Jeffrey Bub (born 1942) is a physicist and philosopher of physics, and Distinguished Professor in the Department of Philosophy, the Joint Center for Quantum Information and Computer Science, and the Institute for Physical Science and Technology at the University of Maryland, College Park.

He obtained his bachelor's degree in pure mathematics and physics from the University of Cape Town. A scholarship allowed him to work at Birkbeck College with David Bohm who had profound intellectual influence on his work. Bub obtained his PhD in Mathematical Physics from London University in 1966. Before taking up his position as professor at the University of Maryland in 1986, he worked at the University of Minnesota, Yale University, Tel Aviv University, and the University of Western Ontario. He has been visiting professor at Princeton University, Yale University, the University of California at Irvine, the CPNSS at the London School of Economics, the University of California at San Diego, the Perimeter Institute for Theoretical Physics, and the Institute for Quantum Optics and Quantum Information at the University of Vienna.
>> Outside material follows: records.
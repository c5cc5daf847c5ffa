use anyhow::anyhow;
use anyhow::Result;
use serde::Deserialize;

#[derive(Debug, Clone, Deserialize, Default)]
pub struct AppConfig {
    #[serde(default)]
    pub server: ServerConfig,
}

#[derive(Debug, Clone, Deserialize)]
pub struct ServerConfig {
    pub host: String,
    pub port: u16,
    #[serde(default)]
    pub worker_threads: Option<usize>,
}

impl Default for ServerConfig {
    fn default() -> Self {
        Self { host: "127.0.0.1".into(), port: 8081, worker_threads: Some(4) }
    }
}

pub fn load_default() -> Result<AppConfig> {
    let path = std::env::var("CONFIG_PATH").unwrap_or_else(|_| "config.toml".to_string());
    load_from_file(&path)
}

pub fn load_from_file(path: &str) -> Result<AppConfig> {
    let content = std::fs::read_to_string(path)?;
    let cfg: AppConfig = toml::from_str(&content)?;
    Ok(cfg)
}

impl AppConfig {
    pub fn load_and_validate() -> Result<Self> {
        let mut cfg = load_default()?;
        cfg.normalize_and_validate()?;
        Ok(cfg)
    }

    pub fn normalize_and_validate(&mut self) -> Result<()> {
        self.server.normalize()?;
        Ok(())
    }
}

impl ServerConfig {
    fn normalize(&mut self) -> Result<()> {
        if self.host.trim().is_empty() {
            self.host = "127.0.0.1".to_string();
        }
        if self.port == 0 {
            return Err(anyhow!("server.port must be within 1..=65535"));
        }
        if let Some(w) = self.worker_threads {
            if w == 0 { self.worker_threads = Some(4); }
        } else {
            self.worker_threads = Some(4);
        }
        Ok(())
    }
}
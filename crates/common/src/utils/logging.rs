use std::io;
use tracing_subscriber::{fmt, EnvFilter};

/// Initialize the tracing subscriber for the whole process.
/// Honors `RUST_LOG` when set, otherwise defaults to info for the app and
/// the HTTP layers. Logs go to stdout so container runtimes that drop
/// stderr still show them.
pub fn init_logging_default() {
    let env_filter = EnvFilter::try_from_default_env()
        .unwrap_or_else(|_| EnvFilter::new("info,tower_http=info,axum=info"));
    let _ = fmt()
        .with_env_filter(env_filter)
        .with_target(false)
        .compact()
        .with_writer(|| io::stdout())
        .try_init();
}
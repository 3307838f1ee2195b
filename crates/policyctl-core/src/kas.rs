//! Key Access Server registry entries.

use std::fmt;

use serde::{Deserialize, Serialize};

use crate::metadata::Metadata;
use crate::validation::ValidationError;

/// Field name used in public key validation errors.
const PUBLIC_KEY_FIELD: &str = "public-key";

/// A registered Key Access Server.
#[derive(Debug, Clone, PartialEq, Eq, Serialize, Deserialize)]
pub struct KasRegistryEntry {
    /// Service-assigned identifier.
    pub id: String,
    /// Address of the key access server.
    pub uri: String,
    /// The server's public key, if the service returned one.
    #[serde(skip_serializing_if = "Option::is_none")]
    pub public_key: Option<PublicKey>,
    /// Labels and other metadata.
    #[serde(default)]
    pub metadata: Metadata,
}

impl KasRegistryEntry {
    /// Returns the display name of the key location (`Local`, `Remote` or `None`).
    #[must_use]
    pub fn key_kind(&self) -> &'static str {
        self.public_key.as_ref().map_or("None", PublicKey::kind)
    }

    /// Returns the key material or reference, empty if there is no key.
    #[must_use]
    pub fn key_value(&self) -> &str {
        self.public_key.as_ref().map_or("", PublicKey::value)
    }
}

/// A KAS public key: either the key material itself or a URI to fetch it from.
///
/// Exactly one variant exists per entry. Use [`PublicKey::from_flags`] or
/// [`PublicKey::require_from_flags`] to build one from the two mutually
/// exclusive CLI inputs.
#[derive(Debug, Clone, PartialEq, Eq, Serialize, Deserialize)]
#[serde(rename_all = "lowercase")]
pub enum PublicKey {
    /// Key material stored in the registry.
    Local(String),
    /// Reference URI where the key is published.
    Remote(String),
}

impl PublicKey {
    /// Builds an optional key from the local and remote inputs.
    ///
    /// Empty strings count as absent. Returns `Ok(None)` when neither is set.
    ///
    /// # Errors
    ///
    /// Returns a constraint error when both are set.
    ///
    /// # Examples
    ///
    /// ```
    /// use policyctl_core::PublicKey;
    ///
    /// let key = PublicKey::from_flags("ABC123", "").unwrap();
    /// assert_eq!(key, Some(PublicKey::Local("ABC123".to_string())));
    ///
    /// assert_eq!(PublicKey::from_flags("", "").unwrap(), None);
    /// assert!(PublicKey::from_flags("ABC123", "https://kas/key").is_err());
    /// ```
    pub fn from_flags(local: &str, remote: &str) -> Result<Option<Self>, ValidationError> {
        match (local.is_empty(), remote.is_empty()) {
            (false, false) => Err(ValidationError::constraint(
                PUBLIC_KEY_FIELD,
                "Only one public key is allowed. Please pass either a local or remote public key but not both",
            )),
            (false, true) => Ok(Some(Self::Local(local.to_string()))),
            (true, false) => Ok(Some(Self::Remote(remote.to_string()))),
            (true, true) => Ok(None),
        }
    }

    /// Builds a key from the local and remote inputs, requiring exactly one.
    ///
    /// # Errors
    ///
    /// Returns a constraint error when both are set and a required error
    /// when neither is.
    pub fn require_from_flags(local: &str, remote: &str) -> Result<Self, ValidationError> {
        Self::from_flags(local, remote)?.ok_or_else(|| {
            ValidationError::required(
                PUBLIC_KEY_FIELD,
                "A public key is required. Please pass either a local or remote public key",
            )
        })
    }

    /// Returns `Local` or `Remote`.
    #[must_use]
    pub const fn kind(&self) -> &'static str {
        match self {
            Self::Local(_) => "Local",
            Self::Remote(_) => "Remote",
        }
    }

    /// Returns the key material or reference URI.
    #[must_use]
    pub fn value(&self) -> &str {
        match self {
            Self::Local(v) | Self::Remote(v) => v,
        }
    }
}

impl fmt::Display for PublicKey {
    fn fmt(&self, f: &mut fmt::Formatter<'_>) -> fmt::Result {
        write!(f, "{} ({})", self.value(), self.kind())
    }
}

#[cfg(test)]
mod tests {
    use super::*;
    use crate::validation::ValidationErrorKind;

    #[test]
    fn test_from_flags_local() {
        let key = PublicKey::from_flags("ABC123", "").unwrap().unwrap();
        assert_eq!(key.kind(), "Local");
        assert_eq!(key.value(), "ABC123");
    }

    #[test]
    fn test_from_flags_remote() {
        let key = PublicKey::from_flags("", "https://kas.example/key")
            .unwrap()
            .unwrap();
        assert_eq!(key, PublicKey::Remote("https://kas.example/key".to_string()));
    }

    #[test]
    fn test_from_flags_both_is_conflict() {
        let err = PublicKey::from_flags("a", "b").unwrap_err();
        assert_eq!(err.kind, ValidationErrorKind::Constraint);
        assert!(err.message.contains("Only one public key"));
    }

    #[test]
    fn test_require_from_flags_neither() {
        let err = PublicKey::require_from_flags("", "").unwrap_err();
        assert_eq!(err.kind, ValidationErrorKind::Required);
        assert!(err.message.contains("A public key is required"));
    }

    #[test]
    fn test_entry_without_key() {
        let entry = KasRegistryEntry {
            id: "k1".to_string(),
            uri: "https://kas.example".to_string(),
            public_key: None,
            metadata: Metadata::default(),
        };
        assert_eq!(entry.key_kind(), "None");
        assert_eq!(entry.key_value(), "");
    }

    #[test]
    fn test_public_key_serializes_tagged() {
        let json = serde_json::to_string(&PublicKey::Local("ABC".to_string())).unwrap();
        assert_eq!(json, r#"{"local":"ABC"}"#);
    }
}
His main research interests relate to quantum foundations, quantum information, quantum computation, and quantum cryptography. In 1998, his book Interpreting the Quantum World won the Lakatos Award. In 2005 he received the University of Maryland's Kirwan Faculty Research and Scholarship Prize for his work in the area of quantum foundations and quantum information.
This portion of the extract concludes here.